When faith gets in the way of progress

Is it good that we grow old, weak, disease-prone, and eventually succumb, dead, to the ravages of aging?

The rise and fall of our health and vigour is depicted in this sketch from leading biogerontology researcher Alex Zhavoronkov:

Aging Decline

This diagram is taken from the presentation Alex made at a London Futurists event on 31st August. Alex used the same slide in his presentation, several days later, to the SENS6 conference “Reimage aging” at Queens’ College, Cambridge.

conf-page-banner

My impression from the attendees at SENS6 that I met, over the four days I spent at the conference, is that the vast majority of them would give a resounding ‘No’ as the answer to the question,

Is it good that we grow old, weak, disease-prone, and eventually succumb, dead, to the ravages of aging?

What’s more, they shared a commitment that action should be taken to change this state of affairs. In various ways, they described themselves as “fighters against aging”, “healthy longevity activists”, and as “campaigners for negligible senescence”. They share an interest in the declaration made on the page on the SENS Research Foundation website describing the conference:

The purpose of the SENS conference series, like all the SENS initiatives, is to expedite the development of truly effective therapies to postpone and treat human aging by tackling it as an engineering problem: not seeking elusive and probably illusory magic bullets, but instead enumerating the accumulating molecular and cellular changes that eventually kill us and identifying ways to repair – to reverse – those changes, rather than merely to slow down their further accumulation.

This broadly defined regenerative medicine – which includes the repair of living cells and extracellular material in situ – applied to damage of aging, is what we refer to as rejuvenation biotechnologies.

This “interventionist” approach, if successful, would lead to a line, on the chart of performance against age, similar to that shown in the bright green colour: we would retain our youthful vigour indefinitely. Mechanisms supporting this outcome were explored in considerable technical details in the SENS6 presentations. The SENS6 audience collectively posed some probing questions to the individual presenters, but the overall direction was agreed. Rejuvenation biotechnologies ought to be developed, as soon as possible.

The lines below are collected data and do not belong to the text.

//! The state container.
//!
//! `Store` owns the single `AppState` value, funnels every mutation
//! through the reducer, and notifies subscribers after each dispatch.
//! There is exactly one writer (the reducer) and any number of readers;
//! views read snapshots through `state()` and never mutate directly.

use chrono::NaiveDate;
use tracing::debug;

use crate::app::{reduce, Action, AppState, Page};
use crate::ids::BookingIdGenerator;
use crate::models::{Guide, Trail, UserProfile};
use crate::pricing;

type Listener = Box<dyn FnMut(&AppState) + Send>;

pub struct Store {
    state: AppState,
    listeners: Vec<Listener>,
    ids: Box<dyn BookingIdGenerator + Send>,
}

impl Store {
    pub fn new(ids: Box<dyn BookingIdGenerator + Send>) -> Self {
        Self::with_state(AppState::default(), ids)
    }

    pub fn with_state(state: AppState, ids: Box<dyn BookingIdGenerator + Send>) -> Self {
        Self {
            state,
            listeners: Vec::new(),
            ids,
        }
    }

    /// Current state snapshot.
    pub fn state(&self) -> &AppState {
        &self.state
    }

    /// Register a callback invoked with the new state after every
    /// dispatch.
    pub fn subscribe(&mut self, listener: impl FnMut(&AppState) + Send + 'static) {
        self.listeners.push(Box::new(listener));
    }

    /// Run an action through the reducer and notify subscribers.
    pub fn dispatch(&mut self, action: Action) {
        debug!(action = action.kind(), "dispatching");
        let current = std::mem::take(&mut self.state);
        self.state = reduce(current, action);
        for listener in &mut self.listeners {
            listener(&self.state);
        }
    }

    // =========================================================================
    // Inbound operations
    // =========================================================================

    pub fn navigate_to(&mut self, page: Page, trail: Option<Trail>) {
        self.dispatch(Action::NavigateTo { page, trail });
    }

    pub fn set_search_query(&mut self, query: &str) {
        self.dispatch(Action::SetSearchQuery(query.to_string()));
    }

    pub fn set_selected_trail(&mut self, trail: Trail) {
        self.dispatch(Action::SetSelectedTrail(trail));
    }

    pub fn toggle_bookmark(&mut self, trail_id: &str) {
        self.dispatch(Action::ToggleBookmark(trail_id.to_string()));
    }

    pub fn set_user(&mut self, user: Option<UserProfile>) {
        self.dispatch(Action::SetUser(user));
    }

    pub fn start_booking(&mut self, trail: Trail) {
        self.dispatch(Action::StartBooking { trail });
    }

    pub fn select_guide(&mut self, guide: Guide) {
        self.dispatch(Action::SelectGuide(guide));
    }

    pub fn set_booking_dates(&mut self, start: NaiveDate, end: NaiveDate) {
        self.dispatch(Action::SetBookingDates { start, end });
    }

    pub fn set_group_size(&mut self, size: u32) {
        self.dispatch(Action::SetGroupSize(size));
    }

    pub fn toggle_add_on(&mut self, id: &str, quantity: Option<u32>) {
        self.dispatch(Action::ToggleAddOn {
            id: id.to_string(),
            quantity,
        });
    }

    /// Draw a fresh id from the generator, confirm the booking, and
    /// return the id. Id generation happens before dispatch so the
    /// reducer stays deterministic.
    pub fn confirm_booking(&mut self) -> String {
        let booking_id = self.ids.next_id();
        self.dispatch(Action::ConfirmBooking {
            booking_id: booking_id.clone(),
        });
        booking_id
    }

    pub fn cancel_booking(&mut self) {
        self.dispatch(Action::CancelBooking);
    }

    pub fn reset_booking(&mut self) {
        self.dispatch(Action::ResetBooking);
    }

    // =========================================================================
    // Query surface
    // =========================================================================

    /// Derived total price of the current booking.
    pub fn calculate_total(&self) -> u64 {
        pricing::calculate_total(&self.state.booking)
    }
}

#[cfg(test)]
mod tests {
    use super::*;
    use crate::app::{Booking, BookingStatus};
    use crate::catalog;
    use crate::ids::SequenceIdGenerator;
    use std::sync::atomic::{AtomicUsize, Ordering};
    use std::sync::Arc;

    fn test_store() -> Store {
        Store::new(Box::new(SequenceIdGenerator::new("ADV-TEST-")))
    }

    fn date(s: &str) -> NaiveDate {
        NaiveDate::parse_from_str(s, "%Y-%m-%d").unwrap()
    }

    #[test]
    fn test_subscribers_see_every_dispatch() {
        let count = Arc::new(AtomicUsize::new(0));
        let seen = Arc::clone(&count);

        let mut store = test_store();
        store.subscribe(move |state| {
            seen.fetch_add(1, Ordering::SeqCst);
            assert!(state.search_query.is_empty() || state.search_query == "snow");
        });

        store.set_search_query("snow");
        store.toggle_bookmark("rajmachi");
        assert_eq!(count.load(Ordering::SeqCst), 2);
    }

    #[test]
    fn test_confirm_booking_uses_injected_generator() {
        let mut store = test_store();
        store.start_booking(catalog::find_trail("kedarkantha").unwrap());

        let id = store.confirm_booking();
        assert_eq!(id, "ADV-TEST-0001");
        assert_eq!(store.state().booking.booking_id.as_deref(), Some("ADV-TEST-0001"));
        assert_eq!(store.state().booking.status, BookingStatus::Confirmed);
    }

    #[test]
    fn test_double_confirm_draws_a_new_id() {
        let mut store = test_store();
        store.start_booking(catalog::find_trail("kedarkantha").unwrap());

        let first = store.confirm_booking();
        let second = store.confirm_booking();
        assert_ne!(first, second);
        assert_eq!(store.state().booking.booking_id, Some(second));
        assert_eq!(store.state().booking.status, BookingStatus::Confirmed);
    }

    #[test]
    fn test_full_flow_total_matches_manual_sum() {
        let mut store = test_store();
        store.start_booking(catalog::find_trail("kedarkantha").unwrap());
        store.select_guide(catalog::find_guide("rajesh-kumar").unwrap());
        store.set_booking_dates(date("2025-01-25"), date("2025-01-29"));
        store.set_group_size(2);
        store.toggle_add_on("transport", None);

        // 3500 × 4 × 2 + 1500 × 1 × 2
        assert_eq!(store.calculate_total(), 31_000);
    }

    #[test]
    fn test_reset_from_any_state_restores_default_booking() {
        let mut store = test_store();
        store.start_booking(catalog::find_trail("valley-of-flowers").unwrap());
        store.select_guide(catalog::find_guide("priya-mehta").unwrap());
        store.set_booking_dates(date("2025-07-01"), date("2025-07-06"));
        store.toggle_add_on("meals", Some(6));
        store.confirm_booking();

        store.reset_booking();
        assert_eq!(store.state().booking, Booking::default());
        assert_eq!(store.calculate_total(), 0);
    }

    #[test]
    fn test_cancel_is_terminal_for_the_session() {
        let mut store = test_store();
        store.start_booking(catalog::find_trail("rajmachi").unwrap());
        store.cancel_booking();
        assert_eq!(store.state().booking.status, BookingStatus::Cancelled);
        // The trail reference survives cancellation; only reset clears it
        assert!(store.state().booking.trail.is_some());
    }
}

But not everyone sees things like this. SENS6 attendees agreed on that point too. Over informal discussions throughout the event, people time and again shared anecdotes about their personal acquaintances being opposed to the goals of SENS. You can easily see the same kind of negative reactions, in the online comments pages of newspapers, whenever a newspaper reports some promising news about potential techniques to overcome aging.

For example, the Daily Mail in the UK recently published a well-researched article, “Do lobsters hold the key to eternal life? Forget gastronomic indulgence, the crustacean can defy the aging process”. The article starts as follows:

They are usually associated with a life of gastronomic indulgence and heart-stopping excess. But away from the dinner table, lobsters may actually hold the secret to a long, healthy — and possibly even eternal — life.

For this crustacean is one of a handful of bizarre animals that appear to defy the normal aging process.

While the passing years bring arthritis, muscle loss, memory problems and illness to humans, lobsters seem to be immune to the ravages of time. They can be injured, of course. They can pick up diseases. They can be caught and thrown into a pot, then smothered in béchamel sauce.

But rather than getting weaker and more vulnerable over the years, they become stronger and more fertile each time they shed their shells.

The typical lobster weighs 1 to 2 lb. But in 2009, a Maine fisherman landed a colossus of 20 lb, which was estimated to be 140 years old. And that isn’t even the oldest lobster found so far. According to Guinness World Records, a 44 lb leviathan was caught in 1977, with claws powerful enough to snap a man’s arm.

The species belongs to an elite group that appears to be ‘biologically immortal’. Away from predators, injury or disease, these astonishing creatures’ cells don’t deteriorate with age…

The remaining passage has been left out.